** Opening Input block **
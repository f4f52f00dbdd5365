//! Rows: ordered value sequences keyed by a logical ident

use crate::value::Value;
use serde::Serialize;
use std::collections::HashSet;
use std::fmt;
use std::sync::Arc;

/// Distance reported when two rows have different idents. Larger than any
/// realistic column count, so naive all-pairs loops never match across keys.
pub const IDENT_MISMATCH_DISTANCE: usize = usize::MAX - 1;

/// Distance reported when a strict column differs. Overrides the ordinary
/// count entirely: such rows are not comparable at any threshold.
pub const STRICT_MISMATCH_DISTANCE: usize = usize::MAX;

/// One row of a table snapshot.
///
/// All rows compared against each other come from the same column
/// projection, so their value sequences share length and ordering by
/// construction. Column names are carried only to apply the strict-column
/// policy and are shared across the whole snapshot.
#[derive(Debug, Clone, Serialize)]
pub struct Row {
    pub ident: String,
    pub values: Vec<Value>,
    #[serde(skip)]
    pub columns: Option<Arc<[String]>>,
}

impl Row {
    pub fn new(ident: impl Into<String>, values: Vec<Value>) -> Self {
        Self {
            ident: ident.into(),
            values,
            columns: None,
        }
    }

    pub fn with_columns(
        ident: impl Into<String>,
        values: Vec<Value>,
        columns: Arc<[String]>,
    ) -> Self {
        Self {
            ident: ident.into(),
            values,
            columns: Some(columns),
        }
    }

    /// Count of differing column positions between two same-keyed rows.
    ///
    /// Returns [`IDENT_MISMATCH_DISTANCE`] when the idents differ and
    /// [`STRICT_MISMATCH_DISTANCE`] as soon as a strict column mismatches.
    pub fn distance(&self, other: &Row, strict_cols: &HashSet<String>) -> usize {
        if self.ident != other.ident {
            return IDENT_MISMATCH_DISTANCE;
        }
        debug_assert_eq!(self.values.len(), other.values.len());

        let mut count = 0;
        for (i, (a, b)) in self.values.iter().zip(&other.values).enumerate() {
            if a != b {
                if self.is_strict_column(i, strict_cols) {
                    return STRICT_MISMATCH_DISTANCE;
                }
                count += 1;
            }
        }
        count
    }

    /// Like [`Row::distance`] but stops counting once the running count
    /// exceeds `max_dist`, returning `max_dist + 1`. Exact for any caller
    /// that only needs to know whether the distance is within `max_dist`.
    pub fn distance_clipped(
        &self,
        other: &Row,
        max_dist: usize,
        strict_cols: &HashSet<String>,
    ) -> usize {
        if self.ident != other.ident {
            return IDENT_MISMATCH_DISTANCE;
        }
        debug_assert_eq!(self.values.len(), other.values.len());

        let clip = max_dist.saturating_add(1);
        let mut count = 0;
        for (i, (a, b)) in self.values.iter().zip(&other.values).enumerate() {
            if a != b {
                if self.is_strict_column(i, strict_cols) {
                    return STRICT_MISMATCH_DISTANCE;
                }
                count += 1;
                if count >= clip {
                    return clip;
                }
            }
        }
        count
    }

    fn is_strict_column(&self, index: usize, strict_cols: &HashSet<String>) -> bool {
        if strict_cols.is_empty() {
            return false;
        }
        match &self.columns {
            Some(cols) => strict_cols.contains(&cols[index]),
            None => false,
        }
    }
}

impl PartialEq for Row {
    fn eq(&self, other: &Self) -> bool {
        self.ident == other.ident && self.values == other.values
    }
}

impl fmt::Display for Row {
    fn fmt(&self, f: &mut fmt::Formatter<'_>) -> fmt::Result {
        write!(f, "{:?}", self.ident)?;
        for v in &self.values {
            write!(f, ", {}", v)?;
        }
        Ok(())
    }
}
** Closing Input block **
◆ Problem requirements ◆
Transcribe each entry verbatim, leaving none out.

◆ Task solution ◆
repository f4f52f00dbdd5365
//! Rows: ordered value sequences keyed by a logical ident

use crate::value::Value;
use serde::Serialize;
use std::collections::HashSet;
use std::fmt;
use std::sync::Arc;

/// Distance reported when two rows have different idents. Larger than any
/// realistic column count, so naive all-pairs loops never match across keys.
pub const IDENT_MISMATCH_DISTANCE: usize = usize::MAX - 1;

/// Distance reported when a strict column differs. Overrides the ordinary
/// count entirely: such rows are not comparable at any threshold.
pub const STRICT_MISMATCH_DISTANCE: usize = usize::MAX;

/// One row of a table snapshot.
///
/// All rows compared against each other come from the same column
/// projection, so their value sequences share length and ordering by
/// construction. Column names are carried only to apply the strict-column
/// policy and are shared across the whole snapshot.
#[derive(Debug, Clone, Serialize)]
pub struct Row {
    pub ident: String,
    pub values: Vec<Value>,
    #[serde(skip)]
    pub columns: Option<Arc<[String]>>,
}

impl Row {
    pub fn new(ident: impl Into<String>, values: Vec<Value>) -> Self {
        Self {
            ident: ident.into(),
            values,
            columns: None,
        }
    }

    pub fn with_columns(
        ident: impl Into<String>,
        values: Vec<Value>,
        columns: Arc<[String]>,
    ) -> Self {
        Self {
            ident: ident.into(),
            values,
            columns: Some(columns),
        }
    }

    /// Count of differing column positions between two same-keyed rows.
    ///
    /// Returns [`IDENT_MISMATCH_DISTANCE`] when the idents differ and
    /// [`STRICT_MISMATCH_DISTANCE`] as soon as a strict column mismatches.
    pub fn distance(&self, other: &Row, strict_cols: &HashSet<String>) -> usize {
        if self.ident != other.ident {
            return IDENT_MISMATCH_DISTANCE;
        }
        debug_assert_eq!(self.values.len(), other.values.len());

        let mut count = 0;
        for (i, (a, b)) in self.values.iter().zip(&other.values).enumerate() {
            if a != b {
                if self.is_strict_column(i, strict_cols) {
                    return STRICT_MISMATCH_DISTANCE;
                }
                count += 1;
            }
        }
        count
    }

    /// Like [`Row::distance`] but stops counting once the running count
    /// exceeds `max_dist`, returning `max_dist + 1`. Exact for any caller
    /// that only needs to know whether the distance is within `max_dist`.
    pub fn distance_clipped(
        &self,
        other: &Row,
        max_dist: usize,
        strict_cols: &HashSet<String>,
    ) -> usize {
        if self.ident != other.ident {
            return IDENT_MISMATCH_DISTANCE;
        }
        debug_assert_eq!(self.values.len(), other.values.len());

        let clip = max_dist.saturating_add(1);
        let mut count = 0;
        for (i, (a, b)) in self.values.iter().zip(&other.values).enumerate() {
            if a != b {
                if self.is_strict_column(i, strict_cols) {
                    return STRICT_MISMATCH_DISTANCE;
                }
                count += 1;
                if count >= clip {
                    return clip;
                }
            }
        }
        count
    }

    fn is_strict_column(&self, index: usize, strict_cols: &HashSet<String>) -> bool {
        if strict_cols.is_empty() {
            return false;
        }
        match &self.columns {
            Some(cols) => strict_cols.contains(&cols[index]),
            None => false,
        }
    }
}

impl PartialEq for Row {
    fn eq(&self, other: &Self) -> bool {
        self.ident == other.ident && self.values == other.values
    }
}

impl fmt::Display for Row {
    fn fmt(&self, f: &mut fmt::Formatter<'_>) -> fmt::Result {
        write!(f, "{:?}", self.ident)?;
        for v in &self.values {
            write!(f, ", {}", v)?;
        }
        Ok(())
    }
}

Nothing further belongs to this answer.